Touchant cette question, savoir si une substance immatérielle agit sur une substance matérielle, ou si celle-ci agit sur l’autre, voyez ci-dessous, § 110-16.

Dire que Dieu aperçoit et connaît toutes choses, non par sa présence actuelle, mais parce qu’il les produit continuellement de nouveau ; ce sentiment, dis-je, est une pure fiction des scholastiques, sans aucun fondement.

Pour ce qui est de l’objection, qui porte que Dieu serait l’âme du monde, j’y ai répondu amplement ci-dessus, Réplique II, § 12, et Réplique IV, § 32.

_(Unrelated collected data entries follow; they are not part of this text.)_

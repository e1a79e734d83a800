//! Vocalscope - Detect studio effects applied to vocal recordings
//!
//! Vocalscope analyzes a mono voice recording and reports, for each of twelve
//! common studio effects, how confident it is that the effect was applied.
//!
//! # Overview
//!
//! Every effect leaves a fingerprint in the signal. Reverb stretches the
//! energy decay, compression flattens the crest factor, auto-tune snaps the
//! pitch contour to a semitone grid, a noise gate cuts to digital silence in
//! a single frame. Vocalscope measures these fingerprints with independent
//! heuristics and turns each into a confidence score with human-readable
//! evidence.
//!
//! # Detection Methods
//!
//! 1. **Spectral/temporal heuristics** (always available): STFT, RMS
//!    envelopes, autocorrelation, MFCCs and a baseline autocorrelation pitch
//!    tracker.
//!
//! 2. **Capability backends** (optional): an LPC formant extractor (cargo
//!    feature `formants`, on by default) and a CREPE neural pitch tracker
//!    (`neural-pitch`). Without formants, the pitch-shift and formant-shift
//!    detectors report zero confidence and say why.
//!
//! # Quick Start
//!
//! ```no_run
//! use vocalscope::{Analyzer, AudioBuffer};
//!
//! let buffer = AudioBuffer::new(vec![0.0; 22050], 22050);
//! let report = Analyzer::new().analyze(&buffer)?;
//!
//! for effect in report.detected() {
//!     println!("{:<16} {:.0}%", effect.effect.label(), effect.confidence * 100.0);
//!     for line in &effect.evidence {
//!         println!("    {}", line);
//!     }
//! }
//! # Ok::<(), vocalscope::AnalysisError>(())
//! ```
//!
//! # Scoring System
//!
//! | Confidence | Meaning |
//! |------------|---------|
//! | 0.00-0.19 | Not detected / low confidence |
//! | 0.20-0.49 | Possible, worth a listen |
//! | 0.50-1.00 | Likely applied |
//!
//! Results are sorted by confidence, highest first.
//!
//! # Modules
//!
//! - [`analyzer`]: Orchestration, isolation and the report type
//! - [`detectors`]: The twelve effect detectors
//! - [`dsp`]: Spectral primitives and the baseline pitch tracker
//! - [`backends`]: Optional formant and pitch backends
//! - [`audio`]: Audio buffers and the file loader
//! - [`report`]: Output formatters (JSON, text)

pub mod analyzer;
pub mod audio;
pub mod backends;
pub mod detectors;
pub mod dsp;
pub mod error;
pub mod report;

pub use analyzer::{AnalysisReport, Analyzer};
pub use audio::AudioBuffer;
pub use backends::{available_capabilities, AvailableCapabilities, Capabilities};
pub use detectors::{EffectKind, EffectResult, ParamValue};
pub use dsp::SpectralProfile;
pub use error::{AnalysisError, DetectorFailure};

/// Analyze mono samples with the capabilities detected for this process
pub fn analyze(samples: &[f64], sample_rate: u32) -> error::Result<AnalysisReport> {
    Analyzer::new().analyze(&AudioBuffer::new(samples.to_vec(), sample_rate))
}

#[cfg(test)]
mod tests {
    use super::*;

    // ==========================================================================
    // PUBLIC API TESTS
    // ==========================================================================
    //
    // These tests verify the public API surface is correct and documented.
    // ==========================================================================

    #[test]
    fn test_public_exports() {
        // Verify core types are re-exported from crate root
        let _: EffectKind = EffectKind::Reverb;
        let _analyzer = Analyzer::new();
        let _ = available_capabilities();
    }

    #[test]
    fn test_analyzer_defaults() {
        let analyzer = Analyzer::new();
        assert!(analyzer.parallel);
        assert_eq!(analyzer.sample_rate, Some(audio::DEFAULT_ANALYSIS_RATE));
    }

    #[test]
    fn test_analyze_rejects_empty() {
        assert!(matches!(analyze(&[], 22050), Err(AnalysisError::InvalidInput(_))));
    }

    #[test]
    fn test_analyze_reports_capabilities() {
        let report = analyze(&vec![0.0; 8192], 22050).unwrap();
        assert_eq!(report.dependencies_available, available_capabilities());
        assert_eq!(report.effects_detected.len(), EffectKind::ALL.len());
    }
}
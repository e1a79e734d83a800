//! Noise gate
//!
//! Natural pauses fade in and out over several frames and keep a little
//! room noise. A gate snaps between sound and digital silence: the level
//! crosses the silence threshold with a jump of more than 15 dB in a single
//! frame, and the silent stretches sit at a flat, very deep floor.

use super::{EffectKind, EffectResult, MAX_CONFIDENCE};
use crate::analyzer::AnalysisContext;
use crate::dsp::envelope::{rms_envelope, to_db_envelope};
use crate::dsp::stats::{mean, round_to, variance};
use crate::error::DetectorFailure;

const FRAME: usize = 1024;
const HOP: usize = 256;
/// Frames more than this far below the loudest frame are silent
const SILENCE_WINDOW_DB: f64 = 40.0;
/// Level change across a boundary frame that counts as a sharp edge
const SHARP_JUMP_DB: f64 = 15.0;
const MIN_SHARP: usize = 3;
const MIN_SILENT_FRAMES: usize = 10;
const FLAT_FLOOR_VARIANCE: f64 = 1.0;
const DEEP_FLOOR_DB: f64 = -60.0;

pub fn detect(ctx: &AnalysisContext<'_>) -> Result<EffectResult, DetectorFailure> {
    let mut result = EffectResult::new(EffectKind::NoiseGate);

    let rms_db = to_db_envelope(&rms_envelope(ctx.samples(), FRAME, HOP));
    let loudest = rms_db.iter().copied().fold(f64::NEG_INFINITY, f64::max);
    let threshold = loudest - SILENCE_WINDOW_DB;
    let silent: Vec<bool> = rms_db.iter().map(|&v| v < threshold).collect();

    let mut total = 0usize;
    let mut sharp = 0usize;
    for idx in 0..silent.len().saturating_sub(1) {
        if silent[idx] == silent[idx + 1] {
            continue;
        }
        total += 1;
        if idx == 0 {
            continue;
        }
        // Onsets rise, offsets fall
        let change = if silent[idx] {
            rms_db[idx + 1] - rms_db[idx]
        } else {
            rms_db[idx] - rms_db[idx + 1]
        };
        if change > SHARP_JUMP_DB {
            sharp += 1;
        }
    }

    result.param("total_transitions", total);
    result.param("sharp_transitions", sharp);

    if total > 0 {
        let ratio = sharp as f64 / total as f64;
        result.param("sharp_ratio", round_to(ratio, 3));
        if ratio > 0.5 && sharp > MIN_SHARP {
            result.confidence = (0.3 + ratio * 0.4).min(0.9);
            result.evidence(format!(
                "{}/{} transitions are unnaturally sharp (>15dB/frame)",
                sharp, total
            ));
        } else if ratio > 0.2 {
            result.confidence = 0.2;
            result.evidence(format!("Some sharp transitions: {:.0}%", ratio * 100.0));
        }
    }

    let floor: Vec<f64> = rms_db
        .iter()
        .zip(&silent)
        .filter(|(_, &s)| s)
        .map(|(&v, _)| v)
        .collect();
    if floor.len() > MIN_SILENT_FRAMES {
        let floor_variance = variance(&floor);
        result.param("noise_floor_variance_db2", round_to(floor_variance, 2));
        if floor_variance < FLAT_FLOOR_VARIANCE && mean(&floor) < DEEP_FLOOR_DB {
            result.add(0.2);
            result.evidence("Very uniform/deep silence floor (digital noise gate)");
        }
    }

    result.confidence = result.confidence.min(MAX_CONFIDENCE);
    if result.evidence.is_empty() {
        result.evidence("No noise gate indicators found");
    }
    Ok(result.finish())
}

#[cfg(test)]
mod tests {
    use super::*;
    use crate::audio::AudioBuffer;
    use crate::backends::Capabilities;
    use crate::detectors::test_signals::{noise, sine};
    use crate::detectors::ParamValue;

    fn run(samples: Vec<f64>) -> EffectResult {
        let buffer = AudioBuffer::new(samples, 22050);
        let caps = Capabilities::baseline_only();
        detect(&AnalysisContext::new(&buffer, &caps)).unwrap()
    }

    /// Tone bursts separated by digital silence, every edge on a hop boundary
    fn gated_tone(bursts: usize) -> Vec<f64> {
        let mut samples = Vec::new();
        for _ in 0..bursts {
            samples.extend(std::iter::repeat(0.0).take(4096));
            samples.extend(sine(220.0, 22050, 6656.0 / 22050.0, 0.5));
        }
        samples.extend(std::iter::repeat(0.0).take(4096));
        samples
    }

    #[test]
    fn test_gated_bursts() {
        let result = run(gated_tone(4));
        assert_eq!(result.params.get("total_transitions"), Some(&ParamValue::Integer(8)));
        assert_eq!(result.params.get("sharp_transitions"), Some(&ParamValue::Integer(8)));
        assert!((result.confidence - 0.9).abs() < 1e-9, "{}", result.confidence);
    }

    #[test]
    fn test_continuous_tone() {
        let result = run(sine(220.0, 22050, 2.0, 0.5));
        assert_eq!(result.params.get("total_transitions"), Some(&ParamValue::Integer(0)));
        assert_eq!(result.confidence, 0.0);
        assert_eq!(result.evidence, vec!["No noise gate indicators found"]);
    }

    #[test]
    fn test_fades_are_not_sharp() {
        // One-second linear fade in and out over a noise bed
        let bed = noise(66150, 0.001, 4);
        let tone = sine(220.0, 22050, 3.0, 0.5);
        let samples: Vec<f64> = tone
            .iter()
            .zip(&bed)
            .enumerate()
            .map(|(i, (t, n))| {
                let secs = i as f64 / 22050.0;
                let gain = secs.min(3.0 - secs).min(1.0);
                t * gain + n
            })
            .collect();
        let result = run(samples);
        assert_eq!(result.params.get("sharp_transitions"), Some(&ParamValue::Integer(0)));
        assert!(result.confidence < 0.2);
    }
}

92. L’auteur suppose que tous les mouvements de nos corps sont nécessaires et produits par une simple impulsion mécanique de la matière, tout à fait indépendante de l’âme ; mais je ne saurais m’empêcher de croire que cette doctrine conduit à la nécessité et au destin. Elle tend à faire croire que les hommes ne sont que de pures machines (comme Descartes s’était imaginé que les bêtes n’avaient point d’âmes) ; en détruisant tous les arguments fondés sur les phénomènes, c’est-à-dire sur les actions des hommes, dont on se sert pour prouver qu’ils ont des âmes, et qu’ils ne sont pas des êtres purement matériels. Voyez ci-dessous, sur § 110-116.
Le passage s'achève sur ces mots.